February 22, 2016
Russia’s Pernicious Hybrid War Against Ukraine
By Andreas Umland
First, Ukraine has been the victim of “traditional” (if covert) armed aggression from Russia, which has ebbed but continues. Second, it is also suffering from the severe direct economic consequences of this war. Finally, the Kremlin is also conducting a non-military, multi-vector hybrid war against Ukraine that is only partially visible to the West. This carefully concerted and partly hidden subversion of the Ukrainian state is being pursued through a wide variety of means—economic sanctions, secret intelligence operations, international propaganda campaigns, purposeful cyber attacks, diplomatic interventions, and political pressure—and has many indirect consequences for the Ukrainian economy and society at large.
In this manner, for example, Moscow has equipped its puppet governments in the Donbas with one of the Europe’s largest tank armies—larger than the fleets of heavy armored fighting vehicles owned by Ukraine or Germany, for example. The enormous military buildup of the so-called “People’s Republics” is not only about preparation for an imminent military offensive. Instead, it serves to project Moscow’s power in eastern Ukraine and to create a constant threat to a militarily overmatched Kyiv. Russia’s arming of its two satellite regimes in the Donbas and large troop deployments along the Russian-Ukrainian border prevents Ukrainian society from focusing on internal matters, and diverts resources toward strengthening defensive capabilities and away from other needs.
Possibly the most important aspect of the Kremlin’s hybrid warfare is not its immediate effects as much as the underlying socio-psychological and politico-economic calculus behind it. Ukrainians are becoming worn down by being held in a state of suspense over months and years—stuck between calm and tension, war and peace, insecurity and stability. In particular, this creates volatility and frustration in the Russian-speaking regions bordering Russia, and along the Black and Azov seas. Local entrepreneurs are discouraged, young university graduates disillusioned, civil society activists unsettled, international partners made nervous, and foreign investors scared off.
This tactic could eventually hollow out the territories of so-called “New Russia”—that is, southeastern Ukraine—to such a degree that they sink into isolation, depression, radicalization, and violence. According to the logic behind this approach, the region will sooner or later fall by itself into Moscow’s lap.
Moscow’s hybrid war also distracts Kyiv from reforms and, in a sense, makes them pointless. Of course, serious internal factors—most of all, the resilience of corrupt networks of oligarchs, compromised civil servants, and politicians for sale—share responsibility for Ukraine’s faltering reform efforts. However, the blowback effects of Russia’s multi-vector hybrid war on the Ukrainian state, economy, and civil society explain a great deal about why the country’s attempts at transformation have so far failed to bear fruit: the drafting and implementation of reforms is constantly being subverted by economic, political, psychological, military, and diplomatic harassment from Russia.

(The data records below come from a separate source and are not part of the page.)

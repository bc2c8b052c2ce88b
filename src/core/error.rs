use std::error::Error as StdError;
use std::fmt;
use std::path::{Path, PathBuf};

#[derive(Clone, Copy, Debug, Eq, PartialEq)]
pub enum ErrorKind {
    Internal,
    Usage,
    NotFound,
    Fault,
    Layout,
    Corrupt,
    Busy,
    Permission,
    Io,
}

#[derive(Debug)]
pub struct Error {
    kind: ErrorKind,
    message: Option<String>,
    hint: Option<String>,
    path: Option<PathBuf>,
    address: Option<u64>,
    source: Option<Box<dyn StdError + Send + Sync>>,
}

impl Error {
    pub fn new(kind: ErrorKind) -> Self {
        Self {
            kind,
            message: None,
            hint: None,
            path: None,
            address: None,
            source: None,
        }
    }

    /// Shorthand for the invalid-address fault raised by checked memory.
    pub fn fault(address: u64, len: usize) -> Self {
        Self::new(ErrorKind::Fault)
            .with_message(format!("{len}-byte access outside mapped memory"))
            .with_address(address)
    }

    pub fn kind(&self) -> ErrorKind {
        self.kind
    }

    pub fn message(&self) -> Option<&str> {
        self.message.as_deref()
    }

    pub fn hint(&self) -> Option<&str> {
        self.hint.as_deref()
    }

    pub fn path(&self) -> Option<&Path> {
        self.path.as_deref()
    }

    pub fn address(&self) -> Option<u64> {
        self.address
    }

    pub fn with_message(mut self, message: impl Into<String>) -> Self {
        self.message = Some(message.into());
        self
    }

    pub fn with_hint(mut self, hint: impl Into<String>) -> Self {
        self.hint = Some(hint.into());
        self
    }

    pub fn with_path(mut self, path: impl Into<PathBuf>) -> Self {
        self.path = Some(path.into());
        self
    }

    pub fn with_address(mut self, address: u64) -> Self {
        self.address = Some(address);
        self
    }

    pub fn with_source(mut self, source: impl StdError + Send + Sync + 'static) -> Self {
        self.source = Some(Box::new(source));
        self
    }
}

impl fmt::Display for Error {
    fn fmt(&self, f: &mut fmt::Formatter<'_>) -> fmt::Result {
        write!(f, "{:?}", self.kind)?;
        if let Some(message) = &self.message {
            write!(f, ": {message}")?;
        }
        if let Some(path) = &self.path {
            write!(f, " (path: {})", path.display())?;
        }
        if let Some(address) = self.address {
            write!(f, " (address: {address:#x})")?;
        }
        Ok(())
    }
}

impl StdError for Error {
    fn source(&self) -> Option<&(dyn StdError + 'static)> {
        self.source
            .as_ref()
            .map(|source| source.as_ref() as &(dyn StdError + 'static))
    }
}

pub fn to_exit_code(kind: ErrorKind) -> i32 {
    match kind {
        ErrorKind::Internal => 1,
        ErrorKind::Usage => 2,
        ErrorKind::NotFound => 3,
        ErrorKind::Fault => 4,
        ErrorKind::Layout => 5,
        ErrorKind::Corrupt => 6,
        ErrorKind::Busy => 7,
        ErrorKind::Permission => 8,
        ErrorKind::Io => 9,
    }
}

In fact, even a thoroughly reformed Ukraine would remain dysfunctional in the face of continuing Russian threats, pressure, and sabotage. Russia is too close, too powerful, too ruthless, and shares too long of a border with Ukraine to permit Kyiv to simply cut itself off from its neighbor.

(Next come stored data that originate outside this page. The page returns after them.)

#[cfg(test)]
mod tests {
    use super::{Memory, ProcessMemory, Segment, SnapshotMemory};
    use crate::core::error::ErrorKind;
    use std::io::Write;

    fn two_segments() -> SnapshotMemory {
        SnapshotMemory::new()
            .with_segment(Segment::zeroed(0x2000, 0x100))
            .expect("segment")
            .with_segment(Segment::zeroed(0x1000, 0x100))
            .expect("segment")
    }

    #[test]
    fn reads_and_writes_little_endian_words() {
        let memory = two_segments();
        memory.write_u64(0x1008, 0x1122_3344_5566_7788).expect("write");
        assert_eq!(memory.read_u64(0x1008).expect("read"), 0x1122_3344_5566_7788);
        assert_eq!(memory.read_u32(0x1008).expect("read"), 0x5566_7788);
        assert_eq!(memory.read_u16(0x100e).expect("read"), 0x1122);
        assert_eq!(memory.read_u8(0x1008).expect("read"), 0x88);
        assert_eq!(memory.read_u64(0x2000).expect("read"), 0);
    }

    #[test]
    fn access_outside_segments_faults_with_address() {
        let memory = two_segments();
        let err = memory.read_u32(0x1500).expect_err("unmapped");
        assert_eq!(err.kind(), ErrorKind::Fault);
        assert_eq!(err.address(), Some(0x1500));

        let err = memory.read_u64(0x10fc).expect_err("straddles end");
        assert_eq!(err.kind(), ErrorKind::Fault);
        assert_eq!(err.address(), Some(0x10fc));

        let err = memory.write_u32(0xfff, 1).expect_err("before first");
        assert_eq!(err.kind(), ErrorKind::Fault);
    }

    #[test]
    fn overlapping_segments_are_rejected() {
        let mut memory = two_segments();
        let err = memory
            .insert(Segment::zeroed(0x10f0, 0x20))
            .expect_err("overlap");
        assert_eq!(err.kind(), ErrorKind::Usage);
        memory.insert(Segment::zeroed(0x1100, 0x10)).expect("adjacent is fine");
        let bases: Vec<u64> = memory.segments().iter().map(|s| s.base()).collect();
        assert_eq!(bases, vec![0x1000, 0x1100, 0x2000]);
    }

    #[test]
    fn c_string_stops_at_nul() {
        let memory = SnapshotMemory::new()
            .with_segment(Segment::from_bytes(0x40, b"lobby\0junk".to_vec()))
            .expect("segment");
        assert_eq!(memory.read_c_string(0x40, 10).expect("read"), "lobby");
        assert_eq!(memory.read_c_string(0x40, 3).expect("read"), "lob");
    }

    #[test]
    fn process_memory_reads_live_buffer() {
        let mut words = vec![0u64; 4];
        let base = words.as_mut_ptr() as u64;
        let memory = unsafe { ProcessMemory::new() };
        memory.write_u64(base + 8, 0xdead_beef).expect("write");
        assert_eq!(memory.read_u64(base + 8).expect("read"), 0xdead_beef);
        assert_eq!(words[1], 0xdead_beef);
        let err = memory.read_u64(0).expect_err("null");
        assert_eq!(err.kind(), ErrorKind::Fault);
    }

    #[test]
    fn mapped_segment_writes_reach_the_file() {
        let dir = tempfile::tempdir().expect("tempdir");
        let path = dir.path().join("block.bin");
        let mut file = std::fs::File::create(&path).expect("create");
        file.write_all(&[0u8; 64]).expect("write");
        drop(file);

        {
            let memory = SnapshotMemory::new()
                .with_segment(Segment::map_file(0x7000, &path).expect("map"))
                .expect("segment");
            memory.write_u32(0x7010, 0xabcd).expect("write");
            memory.flush().expect("flush");
        }

        let bytes = std::fs::read(&path).expect("read back");
        assert_eq!(&bytes[16..20], &0xabcdu32.to_le_bytes());
    }

    #[test]
    fn missing_segment_file_is_not_found() {
        let dir = tempfile::tempdir().expect("tempdir");
        let err = Segment::read_file(0, dir.path().join("nope.bin"))
            .err()
            .expect("missing");
        assert_eq!(err.kind(), ErrorKind::NotFound);
        assert!(err.path().is_some());
    }

    #[test]
    fn lock_failures_classify_by_errno() {
        let cases = [
            (libc::EWOULDBLOCK, ErrorKind::Busy),
            (libc::EACCES, ErrorKind::Permission),
            (libc::EPERM, ErrorKind::Permission),
            (libc::EBADF, ErrorKind::Io),
        ];
        for (errno, kind) in cases {
            let err = std::io::Error::from_raw_os_error(errno);
            assert_eq!(super::lock_error_kind(&err), kind, "errno {errno}");
        }
    }

    #[test]
    fn second_mapping_of_a_locked_file_is_busy() {
        let dir = tempfile::tempdir().expect("tempdir");
        let path = dir.path().join("held.bin");
        std::fs::write(&path, [0u8; 16]).expect("write");
        let held = Segment::map_file(0x1000, &path).expect("first map");
        let err = Segment::map_file(0x1000, &path).err().expect("locked");
        assert_eq!(err.kind(), ErrorKind::Busy);
        drop(held);
        Segment::map_file(0x1000, &path).expect("map after release");
    }
}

In this way, the Kremlin is able to kill three birds with one stone. First, it prevents the consolidation, rebirth, and Europeanization of Ukraine—and with that, the rise of an eastern Slavic counter-model rivaling Putin’s system. Second, it weakens the project of European integration and the entire West, which will be forced to invest great sums of money for years to keep basic functions of the Ukrainian state intact. Third, the Kremlin is laying the groundwork for new territorial expansion, should its tactics of destabilization and disillusionment in southeastern Ukraine be successful.
Andreas Umland is Senior Research Fellow at the Institute for Euro-Atlantic Cooperation in Kyiv and general editor of the book series Soviet and Post-Soviet Politics and Society distributed outside Europe by Columbia University Press.